> INFORMATION:
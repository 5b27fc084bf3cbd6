//! In-memory event capture for log assertions in tests
//!
//! [`init_test_capture`] installs a registry with a recording layer once per
//! process. Tests run concurrently and share it, so assertions should look
//! for events by a unique op name or by the model id they concern.

use crate::core_types::schema;
use parking_lot::Mutex;
use std::collections::HashMap;
use std::fmt;
use std::sync::{Arc, OnceLock};
use tracing::field::{Field, Visit};
use tracing::{Level, Subscriber};
use tracing_subscriber::layer::{Context, SubscriberExt};
use tracing_subscriber::registry::LookupSpan;
use tracing_subscriber::util::SubscriberInitExt;
use tracing_subscriber::Layer;

/// One recorded event, every field rendered as text
#[derive(Clone, Debug)]
pub struct CapturedEvent {
    pub level: Level,
    pub op: Option<String>,
    pub event: Option<String>,
    pub fields: HashMap<String, String>,
}

impl CapturedEvent {
    pub fn field(&self, name: &str) -> Option<&str> {
        self.fields.get(name).map(String::as_str)
    }

    /// Whether this is the `event` phase of operation `op`
    pub fn is(&self, op: &str, event: &str) -> bool {
        self.op.as_deref() == Some(op) && self.event.as_deref() == Some(event)
    }

    /// Whether this is a validation issue reported against `model_id`
    pub fn is_issue_for(&self, model_id: &str) -> bool {
        self.event.as_deref() == Some(schema::EVENT_ISSUE)
            && self.field(schema::FIELD_MODEL_ID) == Some(model_id)
    }
}

#[derive(Default)]
struct FieldRecorder(HashMap<String, String>);

impl FieldRecorder {
    fn put(&mut self, field: &Field, value: String) {
        self.0.insert(field.name().to_string(), value);
    }
}

impl Visit for FieldRecorder {
    fn record_debug(&mut self, field: &Field, value: &dyn fmt::Debug) {
        self.put(field, format!("{:?}", value));
    }

    fn record_str(&mut self, field: &Field, value: &str) {
        self.put(field, value.to_string());
    }

    fn record_i64(&mut self, field: &Field, value: i64) {
        self.put(field, value.to_string());
    }

    fn record_u64(&mut self, field: &Field, value: u64) {
        self.put(field, value.to_string());
    }

    fn record_bool(&mut self, field: &Field, value: bool) {
        self.put(field, value.to_string());
    }
}

type EventLog = Arc<Mutex<Vec<CapturedEvent>>>;

/// Layer that appends every event to a shared log
pub struct CaptureLayer {
    log: EventLog,
}

impl<S> Layer<S> for CaptureLayer
where
    S: Subscriber + for<'a> LookupSpan<'a>,
{
    fn on_event(&self, event: &tracing::Event<'_>, _ctx: Context<'_, S>) {
        let mut recorder = FieldRecorder::default();
        event.record(&mut recorder);
        let fields = recorder.0;

        self.log.lock().push(CapturedEvent {
            level: *event.metadata().level(),
            op: fields.get(schema::FIELD_OP).cloned(),
            event: fields.get(schema::FIELD_EVENT).cloned(),
            fields,
        });
    }
}

/// Read side of the capture log
#[derive(Clone)]
pub struct TestCapture {
    log: EventLog,
}

impl TestCapture {
    /// A layer and the handle that reads what it records
    pub fn new() -> (CaptureLayer, Self) {
        let log = EventLog::default();
        (CaptureLayer { log: log.clone() }, Self { log })
    }

    /// Snapshot of everything recorded so far
    pub fn events(&self) -> Vec<CapturedEvent> {
        self.log.lock().clone()
    }

    /// First event matching `predicate`
    pub fn find<F>(&self, predicate: F) -> Option<CapturedEvent>
    where
        F: Fn(&CapturedEvent) -> bool,
    {
        self.log.lock().iter().find(|e| predicate(e)).cloned()
    }

    pub fn count_events<F>(&self, predicate: F) -> usize
    where
        F: Fn(&CapturedEvent) -> bool,
    {
        self.log.lock().iter().filter(|e| predicate(e)).count()
    }

    /// Issue events logged for one model
    pub fn issues_for(&self, model_id: &str) -> Vec<CapturedEvent> {
        self.log
            .lock()
            .iter()
            .filter(|e| e.is_issue_for(model_id))
            .cloned()
            .collect()
    }

    /// # Panics
    ///
    /// Panics when no `event` phase of `op` was recorded.
    pub fn assert_event_exists(&self, op: &str, event: &str) {
        let total = self.log.lock().len();
        assert!(
            self.find(|e| e.is(op, event)).is_some(),
            "no {} event for op {} among {} captured events",
            event,
            op,
            total
        );
    }
}

static CAPTURE: OnceLock<TestCapture> = OnceLock::new();

/// Install the capture subscriber on first call and return its handle
///
/// ```
/// use propx_core::logging_facility::test_capture::init_test_capture;
/// use propx_core::log_op_start;
///
/// let capture = init_test_capture();
/// log_op_start!("resolve_class_doc");
/// capture.assert_event_exists("resolve_class_doc", "start");
/// ```
pub fn init_test_capture() -> TestCapture {
    CAPTURE
        .get_or_init(|| {
            let (layer, capture) = TestCapture::new();
            tracing_subscriber::registry().with(layer).init();
            capture
        })
        .clone()
}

> BRIEF: Reply with nothing but a number. State how many lines in the records hold the word "Debug".

> RESULT: 2